Interleukin 3 and cell cycle progression

Abstract

Interleukin 3 (IL-3) is a regulatory glycoprotein required for the proliferation and differentiation of cells from many if not all hemopoietic lineages. With the emergence of the competence-progression model of cell proliferation, which predicts that growth factors function at specific stages of the cell cycle, we examined the possibility that IL-3 functions at a specific stage of the cell cycle. C-63 cells were developed as a cell line from normal murine bone marrow. They have a mast cell phenotype and require pokeweed-stimulated spleen cell-conditioned medium (CM), a rich source of IL-3, for their continued growth. Exponentially growing cells were transferred from growth medium, which contains CM, to medium lacking CM or IL-3. After 24 hours, cell viability had decreased 40–50%. The remaining viable cells did not incorporate ³H-thymidine, and displayed a single peak at G1 in a DNA histogram.
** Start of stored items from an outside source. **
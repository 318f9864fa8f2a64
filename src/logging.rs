use tracing_appender::non_blocking::WorkerGuard;
use tracing_subscriber::{fmt, prelude::*, EnvFilter};

/// Routes `tracing` output to `logs/healthfinder.log`, rolled daily.
///
/// The terminal belongs to the TUI, so nothing is written to stdout. Keep the
/// returned guard alive for the whole run or buffered lines are lost.
pub fn initialize_logging() -> WorkerGuard {
    // Create 'logs' directory if it doesn't exist
    let _ = std::fs::create_dir_all("logs");

    let file_appender = tracing_appender::rolling::daily("logs", "healthfinder.log");
    let (non_blocking, guard) = tracing_appender::non_blocking(file_appender);

    tracing_subscriber::registry()
        .with(EnvFilter::from_default_env().add_directive(tracing::Level::INFO.into()))
        .with(fmt::layer().with_writer(non_blocking).with_ansi(false))
        .init();

    tracing::info!("Logging initialized successfully.");
    guard
}
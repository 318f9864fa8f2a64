use color_eyre::Result;
use healthfinder_tui::{
    app::{App, ViewMode},
    config::Config,
    db::PreferenceDb,
    events::EventHandler,
    location::provider_from_config,
    logging,
    models::FacilityDirectory,
    ui,
};
use ratatui::{backend::CrosstermBackend, Terminal};
use std::{io, sync::Arc};
use tracing::info;

#[tokio::main]
async fn main() -> Result<()> {
    // Instrumentation and safety
    let _log_guard = logging::initialize_logging();
    color_eyre::install()?;
    install_panic_hook(); // wraps color-eyre's hook, so install it second

    // Load everything that can fail before touching the terminal
    let config = Config::load();
    let directory = Arc::new(FacilityDirectory::load(config.directory.paths.as_slice()));
    info!("Facility directory ready with {} entries", directory.len());
    let prefs = Arc::new(PreferenceDb::open(&config.storage.database)?);
    let provider = provider_from_config(&config.location);

    // Ready terminal and state
    let mut terminal = setup_terminal()?;
    let mut event_handler = EventHandler::new(config.ui.tick_rate_ms);
    let mut app = App::new(
        directory,
        prefs,
        provider,
        event_handler.tx.clone(),
        ViewMode::from_name(&config.ui.default_view),
    );

    // Main loop
    while !app.should_quit {
        terminal.draw(|f| ui::render(f, &app))?;

        match event_handler.next().await {
            Some(event) => app.handle_event(event),
            None => break,
        }
    }

    restore_terminal(terminal)?;
    info!("Exiting");
    Ok(())
}

fn setup_terminal() -> Result<Terminal<CrosstermBackend<io::Stdout>>> {
    crossterm::terminal::enable_raw_mode()?;
    let mut stdout = io::stdout();
    crossterm::execute!(stdout, crossterm::terminal::EnterAlternateScreen, crossterm::cursor::Hide)?;
    Ok(Terminal::new(CrosstermBackend::new(stdout))?)
}

fn restore_terminal(mut terminal: Terminal<CrosstermBackend<io::Stdout>>) -> Result<()> {
    crossterm::terminal::disable_raw_mode()?;
    crossterm::execute!(terminal.backend_mut(), crossterm::terminal::LeaveAlternateScreen, crossterm::cursor::Show)?;
    Ok(())
}

fn install_panic_hook() {
    let original_hook = std::panic::take_hook();
    std::panic::set_hook(Box::new(move |panic_info| {
        // Force terminal cleanup!
        crossterm::terminal::disable_raw_mode().ok();
        crossterm::execute!(std::io::stdout(), crossterm::terminal::LeaveAlternateScreen, crossterm::cursor::Show).ok();
        original_hook(panic_info);
    }));
}
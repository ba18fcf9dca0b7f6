//! Platform strings (`os/arch[/variant]`) and their normalization.
//!
//! Normalization maps the common architecture aliases onto their canonical
//! names (`x86_64` → `amd64`, `aarch64` → `arm64`, `armhf` → `arm/v7`, …)
//! so that the filters sent to the external program and the values read
//! back from its result files compare equal.

use serde::{Deserialize, Serialize};

use crate::error::{Result, SayaError};

#[derive(Debug, Clone, Default, PartialEq, Eq, Serialize, Deserialize)]
pub struct Platform {
    #[serde(default, skip_serializing_if = "String::is_empty")]
    pub os: String,
    #[serde(default, skip_serializing_if = "String::is_empty")]
    pub arch: String,
    #[serde(default, skip_serializing_if = "String::is_empty")]
    pub arch_variant: String,
}

impl Platform {
    /// Parses and normalizes an `os/arch[/variant]` string.
    pub fn parse(platform_str: &str) -> Result<Self> {
        let trimmed = platform_str.trim();
        let parts: Vec<&str> = trimmed.split('/').map(str::trim).collect();
        let (os, arch, variant) = match parts.as_slice() {
            [os, arch] => (*os, *arch, ""),
            [os, arch, variant] => (*os, *arch, *variant),
            _ => return Err(SayaError::BadPlatform(platform_str.to_string())),
        };
        if os.is_empty() || arch.is_empty() {
            return Err(SayaError::BadPlatform(platform_str.to_string()));
        }

        let os = normalize_os(os);
        let (arch, arch_variant) = normalize_arch(arch, variant);
        Ok(Self {
            os,
            arch,
            arch_variant,
        })
    }

    /// `arch[/variant]`, e.g. `arm64` or `arm/v7`.
    pub fn arch_with_variant(&self) -> String {
        if self.arch_variant.is_empty() {
            return self.arch.clone();
        }
        format!("{}/{}", self.arch, self.arch_variant)
    }

    /// `os/arch[/variant]`, e.g. `linux/amd64` or `linux/arm/v7`.
    pub fn platform_str(&self) -> String {
        if self.arch_variant.is_empty() {
            return format!("{}/{}", self.os, self.arch);
        }
        format!("{}/{}/{}", self.os, self.arch, self.arch_variant)
    }
}

/// A platform which also knows the os variant (e.g. `ubuntu`, `alpine`).
/// Software oriented, since the os variant hints at what natively belongs
/// (apt for ubuntu, rpm for redhat).
#[derive(Debug, Clone, Default, PartialEq, Eq, Serialize, Deserialize)]
pub struct PlatformSw {
    #[serde(flatten)]
    pub platform: Platform,
    #[serde(default, skip_serializing_if = "String::is_empty")]
    pub os_variant: String,
}

fn normalize_os(os: &str) -> String {
    let os = os.to_lowercase();
    match os.as_str() {
        "macos" => "darwin".to_string(),
        _ => os,
    }
}

fn normalize_arch(arch: &str, variant: &str) -> (String, String) {
    let arch = arch.to_lowercase();
    let variant = variant.to_lowercase();
    match arch.as_str() {
        "i386" | "i686" | "x86" | "386" => ("386".to_string(), variant),
        "x86_64" | "x86-64" | "amd64" => {
            let variant = if variant == "v1" { String::new() } else { variant };
            ("amd64".to_string(), variant)
        }
        "aarch64" | "arm64" => {
            let variant = match variant.as_str() {
                "8" | "v8" => String::new(),
                _ => variant,
            };
            ("arm64".to_string(), variant)
        }
        "armhf" => ("arm".to_string(), "v7".to_string()),
        "armel" => ("arm".to_string(), "v6".to_string()),
        "arm" => {
            let variant = match variant.as_str() {
                "" => String::new(),
                v if !v.starts_with('v') => format!("v{v}"),
                v => v.to_string(),
            };
            ("arm".to_string(), variant)
        }
        _ => (arch, variant),
    }
}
Restimulation of these cells with CM or IL-3 resulted in a dramatic rise in ³H-thymidine uptake 20–24 hours after restimulation. DNA histograms of restimulated cultures indicated that the cells were progressing in a wave-like fashion throughout the remainder of the cell cycle. The length of time necessary for cells to be in contact with CM or IL-3 before they could progress into the remainder of the cell cycle was also examined. Cells incubated with CM or IL-3 for less than 16 hours could not progress into S phase, whereas cells incubated for 16 hours or longer could progress into S phase and through the remainder of the cell cycle. These data suggest that IL-3 exerts its function at a specific stage of the cell cycle.